Provided data Start Marker

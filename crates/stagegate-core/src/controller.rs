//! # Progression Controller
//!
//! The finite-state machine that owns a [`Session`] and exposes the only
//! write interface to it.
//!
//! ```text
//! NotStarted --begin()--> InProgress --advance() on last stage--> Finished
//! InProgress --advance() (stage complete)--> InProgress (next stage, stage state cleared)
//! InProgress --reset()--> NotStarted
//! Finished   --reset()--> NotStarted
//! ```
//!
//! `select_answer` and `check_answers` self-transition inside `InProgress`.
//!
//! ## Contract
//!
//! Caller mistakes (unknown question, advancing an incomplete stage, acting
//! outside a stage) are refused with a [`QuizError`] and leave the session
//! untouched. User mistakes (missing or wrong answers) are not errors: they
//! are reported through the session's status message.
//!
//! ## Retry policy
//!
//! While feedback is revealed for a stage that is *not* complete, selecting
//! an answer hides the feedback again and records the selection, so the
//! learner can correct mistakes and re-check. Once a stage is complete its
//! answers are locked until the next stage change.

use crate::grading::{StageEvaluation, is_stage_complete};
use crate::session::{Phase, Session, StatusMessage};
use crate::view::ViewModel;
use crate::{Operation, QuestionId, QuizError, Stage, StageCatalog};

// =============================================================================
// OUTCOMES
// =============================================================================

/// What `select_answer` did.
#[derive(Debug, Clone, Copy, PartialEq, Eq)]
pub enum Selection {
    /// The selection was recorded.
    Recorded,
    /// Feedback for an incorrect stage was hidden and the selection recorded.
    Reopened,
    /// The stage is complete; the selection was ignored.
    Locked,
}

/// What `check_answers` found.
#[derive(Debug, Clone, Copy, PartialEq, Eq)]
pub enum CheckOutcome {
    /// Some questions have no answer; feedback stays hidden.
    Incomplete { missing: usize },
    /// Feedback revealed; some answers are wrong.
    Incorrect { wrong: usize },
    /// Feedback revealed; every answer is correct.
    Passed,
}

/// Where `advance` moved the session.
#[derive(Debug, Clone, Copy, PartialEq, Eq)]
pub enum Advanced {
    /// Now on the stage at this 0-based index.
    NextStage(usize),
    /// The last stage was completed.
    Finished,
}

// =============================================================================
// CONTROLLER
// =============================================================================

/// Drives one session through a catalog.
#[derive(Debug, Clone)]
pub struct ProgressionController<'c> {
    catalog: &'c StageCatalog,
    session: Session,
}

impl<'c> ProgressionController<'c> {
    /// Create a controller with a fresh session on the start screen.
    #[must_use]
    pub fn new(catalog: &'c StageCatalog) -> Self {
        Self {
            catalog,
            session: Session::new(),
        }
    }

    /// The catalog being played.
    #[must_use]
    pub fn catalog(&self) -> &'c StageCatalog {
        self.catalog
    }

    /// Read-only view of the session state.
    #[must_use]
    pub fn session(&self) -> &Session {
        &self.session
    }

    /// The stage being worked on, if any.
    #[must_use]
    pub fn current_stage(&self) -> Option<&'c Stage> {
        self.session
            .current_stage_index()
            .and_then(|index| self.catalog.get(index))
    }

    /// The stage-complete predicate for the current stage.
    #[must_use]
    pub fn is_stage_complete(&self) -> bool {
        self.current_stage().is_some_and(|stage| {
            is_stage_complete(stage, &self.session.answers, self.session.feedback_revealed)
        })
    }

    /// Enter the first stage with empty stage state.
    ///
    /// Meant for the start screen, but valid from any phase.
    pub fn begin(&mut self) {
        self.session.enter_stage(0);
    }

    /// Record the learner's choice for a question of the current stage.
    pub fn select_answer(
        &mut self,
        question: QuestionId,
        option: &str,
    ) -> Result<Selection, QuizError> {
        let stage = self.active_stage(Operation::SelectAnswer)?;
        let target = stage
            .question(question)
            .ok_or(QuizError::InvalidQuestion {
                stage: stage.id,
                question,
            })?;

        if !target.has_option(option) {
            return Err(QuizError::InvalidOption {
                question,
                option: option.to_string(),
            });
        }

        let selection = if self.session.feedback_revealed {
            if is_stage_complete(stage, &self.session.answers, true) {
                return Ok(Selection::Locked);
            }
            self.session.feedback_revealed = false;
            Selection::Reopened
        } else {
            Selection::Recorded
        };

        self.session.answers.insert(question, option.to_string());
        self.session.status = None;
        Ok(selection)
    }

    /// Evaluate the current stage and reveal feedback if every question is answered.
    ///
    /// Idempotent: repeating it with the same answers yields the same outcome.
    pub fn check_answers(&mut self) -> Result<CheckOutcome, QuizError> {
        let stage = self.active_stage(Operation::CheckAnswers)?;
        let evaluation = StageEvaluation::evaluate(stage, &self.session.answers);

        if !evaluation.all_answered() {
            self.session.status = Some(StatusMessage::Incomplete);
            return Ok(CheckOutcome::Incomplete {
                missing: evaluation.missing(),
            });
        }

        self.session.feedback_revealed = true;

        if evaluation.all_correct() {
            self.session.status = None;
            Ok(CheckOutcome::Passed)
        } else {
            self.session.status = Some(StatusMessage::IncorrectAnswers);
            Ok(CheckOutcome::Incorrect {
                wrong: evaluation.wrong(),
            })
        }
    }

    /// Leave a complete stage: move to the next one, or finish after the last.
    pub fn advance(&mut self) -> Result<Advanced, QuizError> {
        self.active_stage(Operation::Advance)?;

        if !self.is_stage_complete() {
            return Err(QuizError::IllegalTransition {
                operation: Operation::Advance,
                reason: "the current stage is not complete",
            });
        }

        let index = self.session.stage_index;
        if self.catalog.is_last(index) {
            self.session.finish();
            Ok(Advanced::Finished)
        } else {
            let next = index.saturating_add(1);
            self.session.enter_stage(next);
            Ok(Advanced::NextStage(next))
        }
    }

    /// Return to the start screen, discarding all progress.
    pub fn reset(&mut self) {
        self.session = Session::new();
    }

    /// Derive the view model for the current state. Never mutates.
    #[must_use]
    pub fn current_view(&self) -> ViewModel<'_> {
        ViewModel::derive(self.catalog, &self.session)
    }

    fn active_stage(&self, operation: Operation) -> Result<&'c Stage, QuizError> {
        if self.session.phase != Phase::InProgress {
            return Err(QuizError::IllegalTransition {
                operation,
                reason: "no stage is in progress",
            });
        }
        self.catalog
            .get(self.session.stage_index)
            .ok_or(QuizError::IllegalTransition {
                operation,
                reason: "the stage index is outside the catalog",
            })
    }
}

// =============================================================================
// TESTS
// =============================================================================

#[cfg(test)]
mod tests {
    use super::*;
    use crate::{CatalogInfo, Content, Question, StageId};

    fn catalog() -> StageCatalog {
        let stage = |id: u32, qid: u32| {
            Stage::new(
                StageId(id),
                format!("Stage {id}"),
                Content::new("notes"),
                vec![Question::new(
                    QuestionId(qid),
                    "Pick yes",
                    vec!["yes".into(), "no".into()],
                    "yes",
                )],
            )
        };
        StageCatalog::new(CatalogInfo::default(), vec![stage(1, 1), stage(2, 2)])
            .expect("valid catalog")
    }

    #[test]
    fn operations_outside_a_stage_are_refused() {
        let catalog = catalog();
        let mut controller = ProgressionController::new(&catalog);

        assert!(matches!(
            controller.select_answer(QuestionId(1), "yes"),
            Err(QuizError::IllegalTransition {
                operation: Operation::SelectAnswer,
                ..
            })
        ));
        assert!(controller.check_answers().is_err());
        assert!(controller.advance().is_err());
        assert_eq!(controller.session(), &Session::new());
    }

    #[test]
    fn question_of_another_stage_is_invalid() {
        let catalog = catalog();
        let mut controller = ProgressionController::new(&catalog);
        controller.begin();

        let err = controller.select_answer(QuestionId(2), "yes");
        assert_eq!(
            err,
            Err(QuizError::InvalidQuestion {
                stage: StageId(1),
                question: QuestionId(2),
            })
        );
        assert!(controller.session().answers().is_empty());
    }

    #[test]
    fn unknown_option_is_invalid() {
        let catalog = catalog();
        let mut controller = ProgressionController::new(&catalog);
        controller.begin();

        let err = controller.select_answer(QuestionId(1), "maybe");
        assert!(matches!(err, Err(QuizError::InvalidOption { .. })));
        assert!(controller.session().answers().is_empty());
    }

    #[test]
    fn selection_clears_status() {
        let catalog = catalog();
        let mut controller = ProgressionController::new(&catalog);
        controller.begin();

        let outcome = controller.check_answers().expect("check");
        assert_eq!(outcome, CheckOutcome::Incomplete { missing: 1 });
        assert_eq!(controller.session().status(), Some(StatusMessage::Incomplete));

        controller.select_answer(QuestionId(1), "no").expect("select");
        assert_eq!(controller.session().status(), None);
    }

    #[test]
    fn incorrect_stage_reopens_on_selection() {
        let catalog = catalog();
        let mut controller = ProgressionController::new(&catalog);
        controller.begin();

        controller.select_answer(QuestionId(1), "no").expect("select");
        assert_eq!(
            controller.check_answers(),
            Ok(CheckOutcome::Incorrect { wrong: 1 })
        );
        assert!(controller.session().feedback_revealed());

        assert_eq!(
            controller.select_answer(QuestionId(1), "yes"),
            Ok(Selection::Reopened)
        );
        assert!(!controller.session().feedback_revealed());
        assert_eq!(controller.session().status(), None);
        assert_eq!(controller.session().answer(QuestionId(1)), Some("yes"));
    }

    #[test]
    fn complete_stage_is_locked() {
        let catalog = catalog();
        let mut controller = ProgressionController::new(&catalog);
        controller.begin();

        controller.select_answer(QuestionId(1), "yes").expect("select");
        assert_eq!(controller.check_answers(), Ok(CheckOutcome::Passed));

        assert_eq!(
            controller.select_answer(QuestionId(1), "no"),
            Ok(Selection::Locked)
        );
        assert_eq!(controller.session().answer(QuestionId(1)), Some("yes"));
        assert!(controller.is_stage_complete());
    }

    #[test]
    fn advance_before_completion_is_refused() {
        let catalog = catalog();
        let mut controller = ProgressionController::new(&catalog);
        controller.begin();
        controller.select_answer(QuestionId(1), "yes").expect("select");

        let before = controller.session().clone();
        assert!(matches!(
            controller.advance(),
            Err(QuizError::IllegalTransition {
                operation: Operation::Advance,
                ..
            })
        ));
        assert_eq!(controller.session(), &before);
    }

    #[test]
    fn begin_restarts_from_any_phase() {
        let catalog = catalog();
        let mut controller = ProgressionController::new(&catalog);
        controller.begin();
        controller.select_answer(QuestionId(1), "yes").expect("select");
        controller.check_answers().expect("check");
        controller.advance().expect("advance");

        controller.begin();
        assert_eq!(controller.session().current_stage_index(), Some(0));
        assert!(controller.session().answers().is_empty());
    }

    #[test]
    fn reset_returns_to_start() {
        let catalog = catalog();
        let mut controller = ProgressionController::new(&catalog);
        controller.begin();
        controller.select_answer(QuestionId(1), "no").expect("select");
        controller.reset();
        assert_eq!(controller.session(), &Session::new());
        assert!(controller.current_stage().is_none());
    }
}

Provided data End Marker

Exercise description ▸ Please copy out each line in the entries that mentions the string "with".

Solved exercise ▸
//! outside a stage) are refused with a [`QuizError`] and leave the session
    /// Create a controller with a fresh session on the start screen.
    /// Enter the first stage with empty stage state.
    /// Idempotent: repeating it with the same answers yields the same outcome.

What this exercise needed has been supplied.